Stored entries:
--- START ---
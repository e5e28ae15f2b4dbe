//! 完成探测 - 业务能力层
//!
//! 只负责"这个工作页的复盘出结果了吗"，不关心重试和生命周期

use std::sync::OnceLock;

use regex::Regex;
use serde::Deserialize;
use tracing::{debug, warn};

use crate::infrastructure::WorkerHost;
use crate::models::WorkerId;

/// 评分文本格式：ASCII 整数或小数，无符号、无千分位
fn rating_pattern() -> &'static Regex {
    static PATTERN: OnceLock<Regex> = OnceLock::new();
    PATTERN.get_or_init(|| Regex::new(r"^[0-9]+(\.[0-9]+)?$").expect("评分正则是常量"))
}

/// 判断评分元素的文本是否是一个合法的完成信号
///
/// 元素不存在（`None`）、去空白后为空、或不是纯数字时都返回 false。
pub fn is_completion_signal(rating_text: Option<&str>) -> bool {
    match rating_text.map(str::trim) {
        Some(text) if !text.is_empty() => rating_pattern().is_match(text),
        _ => false,
    }
}

/// 探测脚本的返回值
#[derive(Debug, Deserialize)]
struct ProbeReading {
    text: Option<String>,
}

/// 完成探测
///
/// 在工作页自己的上下文里读取评分元素的文本，再在这里给出判定。
#[derive(Debug, Clone)]
pub struct CompletionProbe {
    rating_selector: String,
}

impl CompletionProbe {
    pub fn new(rating_selector: impl Into<String>) -> Self {
        Self {
            rating_selector: rating_selector.into(),
        }
    }

    pub fn rating_selector(&self) -> &str {
        &self.rating_selector
    }

    /// 只读脚本：返回 `{ text: string | null }`
    pub fn script(&self) -> String {
        // 选择器经过 JSON 转义后再嵌入脚本
        let selector = serde_json::Value::String(self.rating_selector.clone()).to_string();
        format!(
            r#"
            (() => {{
                const el = document.querySelector({});
                return {{ text: el ? el.textContent : null }};
            }})()
            "#,
            selector
        )
    }

    /// 对一个工作页执行一次探测
    ///
    /// 脚本执行失败（页面正在跳转、上下文已销毁等）视为"还没完成"。
    pub async fn check(&self, host: &dyn WorkerHost, id: &WorkerId) -> bool {
        let value = match host.inspect(id, &self.script()).await {
            Ok(value) => value,
            Err(e) => {
                warn!("探测 {} 失败，按未完成处理: {}", id, e);
                return false;
            }
        };

        match serde_json::from_value::<ProbeReading>(value) {
            Ok(reading) => {
                let done = is_completion_signal(reading.text.as_deref());
                debug!("探测 {} 评分文本: {:?} -> {}", id, reading.text, done);
                done
            }
            Err(e) => {
                warn!("探测 {} 返回了无法识别的结果: {}", id, e);
                false
            }
        }
    }
}

impl Default for CompletionProbe {
    fn default() -> Self {
        Self::new(".review-rating-component.review-rating-white span")
    }
}
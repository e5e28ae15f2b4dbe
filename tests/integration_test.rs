use review_all_games::browser::connect_to_browser_and_page;
use review_all_games::config::Config;
use review_all_games::services::LinkCollector;
use review_all_games::utils::logging;
use review_all_games::{BatchCoordinator, ChromeHost, JobTarget, JsExecutor, WorkerHost};
use std::sync::Arc;

#[tokio::test]
#[ignore] // 默认忽略，需要手动运行：cargo test -- --ignored
async fn test_browser_connection() {
    logging::init(true);

    let config = Config::load().expect("加载配置失败");

    // 需要先用 --remote-debugging-port 启动浏览器并打开 chess.com 对局列表
    let result =
        connect_to_browser_and_page(config.browser_debug_port, config.source_url.as_deref()).await;

    assert!(result.is_ok(), "应该能够成功连接浏览器");
}

#[tokio::test]
#[ignore]
async fn test_collect_links_from_open_page() {
    logging::init(true);

    let config = Config::load().expect("加载配置失败");
    let (_browser, page) =
        connect_to_browser_and_page(config.browser_debug_port, config.source_url.as_deref())
            .await
            .expect("连接浏览器失败");
    let url = page.url().await.expect("读取 URL 失败").unwrap_or_default();

    let targets = LinkCollector::from_config(&config)
        .collect(&JsExecutor::new(page), &url)
        .await
        .expect("提取对局链接失败");

    println!("找到 {} 个待复盘的对局", targets.len());
}

#[tokio::test]
#[ignore]
async fn test_review_single_game() {
    logging::init(true);

    let config = Config::load().expect("加载配置失败");
    let (browser, page) =
        connect_to_browser_and_page(config.browser_debug_port, config.source_url.as_deref())
            .await
            .expect("连接浏览器失败");
    let url = page.url().await.expect("读取 URL 失败").unwrap_or_default();

    let targets = LinkCollector::from_config(&config)
        .collect(&JsExecutor::new(page), &url)
        .await
        .expect("提取对局链接失败");
    let first = targets.into_iter().take(1).collect::<Vec<_>>();

    let host = Arc::new(ChromeHost::new(browser).await.expect("订阅标签页事件失败"));
    let report = BatchCoordinator::from_config(host, &config)
        .run_batch(&first)
        .await
        .expect("复盘失败");

    assert_eq!(report.spawned, first.len());
}

#[tokio::test]
#[ignore]
async fn test_chrome_host_destroy_twice() {
    logging::init(true);

    let config = Config::load().expect("加载配置失败");
    let (browser, _page) =
        connect_to_browser_and_page(config.browser_debug_port, config.source_url.as_deref())
            .await
            .expect("连接浏览器失败");

    let host = ChromeHost::new(browser).await.expect("订阅标签页事件失败");
    let worker = host
        .spawn_worker(&JobTarget::from("about:blank"))
        .await
        .expect("创建标签页失败");
    assert_eq!(host.live_workers(), 1);

    host.destroy_worker(&worker.id).await.expect("关闭标签页失败");
    host.destroy_worker(&worker.id).await.expect("重复关闭应该是空操作");
    host.unobserve_removal(&worker.id);
    host.unobserve_removal(&worker.id);
    assert_eq!(host.live_workers(), 0);
}
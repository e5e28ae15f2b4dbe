//! 日志工具模块
//!
//! 提供日志初始化、日志文件和格式化输出的辅助函数

use std::fs::{self, OpenOptions};
use std::io::Write;

use tracing::info;
use tracing_subscriber::EnvFilter;

use crate::config::Config;
use crate::error::AppResult;

/// 初始化 tracing 日志
///
/// 优先使用 `RUST_LOG`，否则默认 `info`（`verbose` 时为 `debug`）。
/// 重复调用不会报错。
pub fn init(verbose: bool) {
    let default_level = if verbose { "debug" } else { "info" };
    let filter =
        EnvFilter::try_from_default_env().unwrap_or_else(|_| EnvFilter::new(default_level));

    let _ = tracing_subscriber::fmt()
        .with_env_filter(filter)
        .with_target(false)
        .try_init();
}

/// 初始化日志文件
pub fn init_log_file(log_file_path: &str) -> AppResult<()> {
    let log_header = format!(
        "{}\n对局复盘日志 - {}\n{}\n\n",
        "=".repeat(60),
        chrono::Local::now().format("%Y-%m-%d %H:%M:%S"),
        "=".repeat(60)
    );
    fs::write(log_file_path, log_header)?;
    Ok(())
}

/// 向日志文件追加一行
pub fn append_log_line(log_file_path: &str, line: &str) -> AppResult<()> {
    let mut file = OpenOptions::new()
        .create(true)
        .append(true)
        .open(log_file_path)?;
    writeln!(
        file,
        "[{}] {}",
        chrono::Local::now().format("%Y-%m-%d %H:%M:%S"),
        line
    )?;
    Ok(())
}

/// 记录程序启动信息
pub fn log_startup(config: &Config) {
    info!("{}", "=".repeat(60));
    info!("🚀 程序启动 - 批量复盘模式");
    info!("🔌 浏览器调试端口: {}", config.browser_debug_port);
    match config.max_concurrent_workers {
        Some(limit) => info!("📊 最大标签页数: {}", limit),
        None => info!("📊 最大标签页数: 不限制"),
    }
    info!(
        "🔁 评分检查: 最多 {} 次, 间隔 {} ms",
        config.max_probe_attempts, config.probe_interval_ms
    );
    info!("{}", "=".repeat(60));
}

/// 截断长文本用于日志显示
pub fn truncate_text(text: &str, max_len: usize) -> String {
    if text.chars().count() > max_len {
        text.chars().take(max_len).collect::<String>() + "..."
    } else {
        text.to_string()
    }
}
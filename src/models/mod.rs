pub mod job;

pub use job::{dedupe_targets, JobTarget, WorkerId};
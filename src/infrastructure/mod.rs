//! 基础设施层：持有浏览器资源，只暴露能力

pub mod chrome_host;
pub mod event_dispatch;
pub mod js_executor;
pub mod worker_host;

pub use chrome_host::ChromeHost;
pub use event_dispatch::{EventDispatcher, WorkerObservers};
pub use js_executor::JsExecutor;
pub use worker_host::{SpawnedWorker, WorkerHost};
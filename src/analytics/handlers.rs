//! Route handlers for the analytics API.

use std::sync::{Arc, Mutex};

use axum::extract::{FromRef, State};
use rusqlite::Connection;
use serde::Deserialize;
use time::Date;

use crate::{
    AppState, Error,
    analytics::{
        CategoryBreakdownEntry, Dashboard, MonthlyTrendEntry, Summary, compute_category_breakdown,
        compute_dashboard, compute_monthly_trend, compute_summary,
    },
    app_state::lock_connection,
    database_id::UserId,
    extract::{Json, Path, Query},
    timezone::today_in_timezone,
    transaction::SQLiteTransactionStore,
};

/// The state needed to compute analytics.
#[derive(Debug, Clone)]
pub struct AnalyticsState {
    /// The database connection for reading transactions.
    pub db_connection: Arc<Mutex<Connection>>,
    /// The local timezone as a canonical timezone name, e.g. "Pacific/Auckland".
    pub local_timezone: String,
}

impl FromRef<AppState> for AnalyticsState {
    fn from_ref(state: &AppState) -> Self {
        Self {
            db_connection: state.db_connection.clone(),
            local_timezone: state.local_timezone.clone(),
        }
    }
}

/// The query parameters for the monthly trend.
#[derive(Debug, Default, Deserialize)]
pub struct TrendQuery {
    /// A date in the last month of the trend. Defaults to today.
    pub as_of: Option<Date>,
}

/// A route handler that responds with a user's dashboard.
pub async fn get_dashboard_endpoint(
    State(state): State<AnalyticsState>,
    Path(user_id): Path<i64>,
) -> Result<Json<Dashboard>, Error> {
    let user_id = UserId::new(user_id)?;
    let connection = lock_connection(&state.db_connection)?;

    compute_dashboard(&SQLiteTransactionStore::new(&connection), user_id).map(Json)
}

/// A route handler that responds with a user's income and expense summary.
pub async fn get_summary_endpoint(
    State(state): State<AnalyticsState>,
    Path(user_id): Path<i64>,
) -> Result<Json<Summary>, Error> {
    let user_id = UserId::new(user_id)?;
    let connection = lock_connection(&state.db_connection)?;

    compute_summary(&SQLiteTransactionStore::new(&connection), user_id).map(Json)
}

/// A route handler that responds with a user's expenses broken down by category.
pub async fn get_category_breakdown_endpoint(
    State(state): State<AnalyticsState>,
    Path(user_id): Path<i64>,
) -> Result<Json<Vec<CategoryBreakdownEntry>>, Error> {
    let user_id = UserId::new(user_id)?;
    let connection = lock_connection(&state.db_connection)?;

    compute_category_breakdown(&SQLiteTransactionStore::new(&connection), user_id).map(Json)
}

/// A route handler that responds with a user's income and expenses over the
/// last six months.
pub async fn get_monthly_trend_endpoint(
    State(state): State<AnalyticsState>,
    Path(user_id): Path<i64>,
    Query(query): Query<TrendQuery>,
) -> Result<Json<Vec<MonthlyTrendEntry>>, Error> {
    let user_id = UserId::new(user_id)?;
    let as_of = match query.as_of {
        Some(date) => date,
        None => today_in_timezone(&state.local_timezone)?,
    };
    let connection = lock_connection(&state.db_connection)?;

    compute_monthly_trend(&SQLiteTransactionStore::new(&connection), user_id, as_of).map(Json)
}

#[cfg(test)]
mod tests {
    use std::sync::{Arc, Mutex};

    use axum::extract::State;
    use rusqlite::Connection;
    use rust_decimal::Decimal;
    use rust_decimal_macros::dec;
    use time::macros::date;

    use crate::{
        Error, UserId,
        analytics::{
            TREND_MONTHS,
            handlers::{
                AnalyticsState, TrendQuery, get_category_breakdown_endpoint,
                get_dashboard_endpoint, get_monthly_trend_endpoint, get_summary_endpoint,
            },
        },
        extract::{Json, Path, Query},
        initialize_db,
        transaction::{Category, Transaction, TransactionType, create_transaction},
    };

    fn get_test_state() -> AnalyticsState {
        let connection = Connection::open_in_memory().unwrap();
        initialize_db(&connection).unwrap();

        for (amount, transaction_type, category, date) in [
            (dec!(5000), TransactionType::Income, Category::Salary, date!(2025 - 02 - 01)),
            (dec!(800), TransactionType::Expense, Category::Groceries, date!(2025 - 02 - 03)),
            (dec!(200), TransactionType::Expense, Category::Dining, date!(2025 - 03 - 14)),
        ] {
            create_transaction(
                Transaction::build(
                    UserId::new(1).unwrap(),
                    amount,
                    transaction_type,
                    category,
                    date,
                    "test",
                ),
                &connection,
            )
            .unwrap();
        }

        AnalyticsState {
            db_connection: Arc::new(Mutex::new(connection)),
            local_timezone: "Etc/UTC".to_owned(),
        }
    }

    #[tokio::test]
    async fn summary_reads_from_database() {
        let Json(summary) = get_summary_endpoint(State(get_test_state()), Path(1))
            .await
            .unwrap();

        assert_eq!(summary.total_income, dec!(5000));
        assert_eq!(summary.total_expenses, dec!(1000));
        assert_eq!(summary.net_balance, dec!(4000));
        assert_eq!(summary.savings_rate, dec!(80));
    }

    #[tokio::test]
    async fn breakdown_reads_from_database() {
        let Json(breakdown) = get_category_breakdown_endpoint(State(get_test_state()), Path(1))
            .await
            .unwrap();

        let names: Vec<_> = breakdown.iter().map(|entry| entry.name.as_str()).collect();
        assert_eq!(names, vec!["Groceries", "Dining"]);
        assert_eq!(breakdown[0].percentage, dec!(80));
        assert_eq!(breakdown[1].percentage, dec!(20));
    }

    #[tokio::test]
    async fn dashboard_reads_from_database() {
        let Json(dashboard) = get_dashboard_endpoint(State(get_test_state()), Path(1))
            .await
            .unwrap();

        assert_eq!(dashboard.net_savings, dec!(4000));
        assert_eq!(dashboard.category_breakdown.len(), 2);
    }

    #[tokio::test]
    async fn trend_uses_as_of_date() {
        let query = TrendQuery {
            as_of: Some(date!(2025 - 03 - 20)),
        };

        let Json(trend) =
            get_monthly_trend_endpoint(State(get_test_state()), Path(1), Query(query))
                .await
                .unwrap();

        assert_eq!(trend.len(), TREND_MONTHS);
        assert_eq!(trend[4].month, "Feb");
        assert_eq!(trend[4].savings, dec!(4200));
        assert_eq!(trend[5].month, "Mar");
        assert_eq!(trend[5].expenses, dec!(200));
        assert_eq!(trend[0].income, Decimal::ZERO);
    }

    #[tokio::test]
    async fn trend_defaults_to_today() {
        let Json(trend) = get_monthly_trend_endpoint(
            State(get_test_state()),
            Path(1),
            Query(TrendQuery::default()),
        )
        .await
        .unwrap();

        assert_eq!(trend.len(), TREND_MONTHS);
    }

    #[tokio::test]
    async fn rejects_invalid_user() {
        let result = get_summary_endpoint(State(get_test_state()), Path(-3)).await;

        assert_eq!(result.map(|_| ()), Err(Error::InvalidUserId(-3)));
    }
}
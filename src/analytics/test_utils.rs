//! An in-memory [TransactionStore] for testing the analytics without a database.

use std::collections::HashMap;

use rust_decimal::Decimal;
use time::{Date, OffsetDateTime};

use crate::{
    Error,
    database_id::UserId,
    transaction::{Category, Transaction, TransactionStore, TransactionType},
};

#[derive(Debug, Default)]
pub struct FakeStore {
    transactions: Vec<Transaction>,
    fail: bool,
}

impl FakeStore {
    /// A store where every read fails with [Error::DatabaseLockError].
    pub fn failing() -> Self {
        Self {
            transactions: Vec::new(),
            fail: true,
        }
    }

    pub fn with(
        mut self,
        user_id: i64,
        amount: Decimal,
        transaction_type: TransactionType,
        category: Category,
        date: Date,
    ) -> Self {
        let now = OffsetDateTime::now_utc();

        self.transactions.push(Transaction {
            id: self.transactions.len() as i64 + 1,
            user_id: UserId::new(user_id).expect("invalid test user ID"),
            description: "test".to_owned(),
            amount,
            transaction_type,
            category,
            transaction_date: date,
            notes: None,
            location: None,
            merchant: None,
            created_at: now,
            updated_at: now,
        });

        self
    }

    fn check(&self) -> Result<(), Error> {
        if self.fail {
            Err(Error::DatabaseLockError)
        } else {
            Ok(())
        }
    }

    fn user_transactions(&self, user_id: UserId) -> impl Iterator<Item = &Transaction> {
        self.transactions
            .iter()
            .filter(move |transaction| transaction.user_id == user_id)
    }
}

impl TransactionStore for FakeStore {
    fn sum_by_user_and_type(
        &self,
        user_id: UserId,
        transaction_type: TransactionType,
    ) -> Result<Decimal, Error> {
        self.check()?;

        Ok(self
            .user_transactions(user_id)
            .filter(|transaction| transaction.transaction_type == transaction_type)
            .map(|transaction| transaction.amount)
            .sum())
    }

    fn list_by_user_in_date_range(
        &self,
        user_id: UserId,
        start: Date,
        end: Date,
    ) -> Result<Vec<Transaction>, Error> {
        self.check()?;

        if start > end {
            return Err(Error::InvalidDateRange(start, end));
        }

        Ok(self
            .user_transactions(user_id)
            .filter(|transaction| (start..=end).contains(&transaction.transaction_date))
            .cloned()
            .collect())
    }

    fn group_expense_amounts_by_category(
        &self,
        user_id: UserId,
    ) -> Result<Vec<(Category, Decimal)>, Error> {
        self.check()?;

        let mut totals: HashMap<Category, Decimal> = HashMap::new();
        self.user_transactions(user_id)
            .filter(|transaction| transaction.transaction_type == TransactionType::Expense)
            .for_each(|transaction| {
                *totals.entry(transaction.category).or_default() += transaction.amount;
            });

        let mut totals: Vec<_> = totals.into_iter().collect();
        totals.sort_by(|(a_category, a_total), (b_category, b_total)| {
            b_total
                .cmp(a_total)
                .then_with(|| a_category.as_str().cmp(b_category.as_str()))
        });

        Ok(totals)
    }
}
--- END ---
◆ **Problem details**
Filter the data for the string "tests". Copy each matching line.

◆ **Finished task**
filename tests/integration_test.rs
mod tests {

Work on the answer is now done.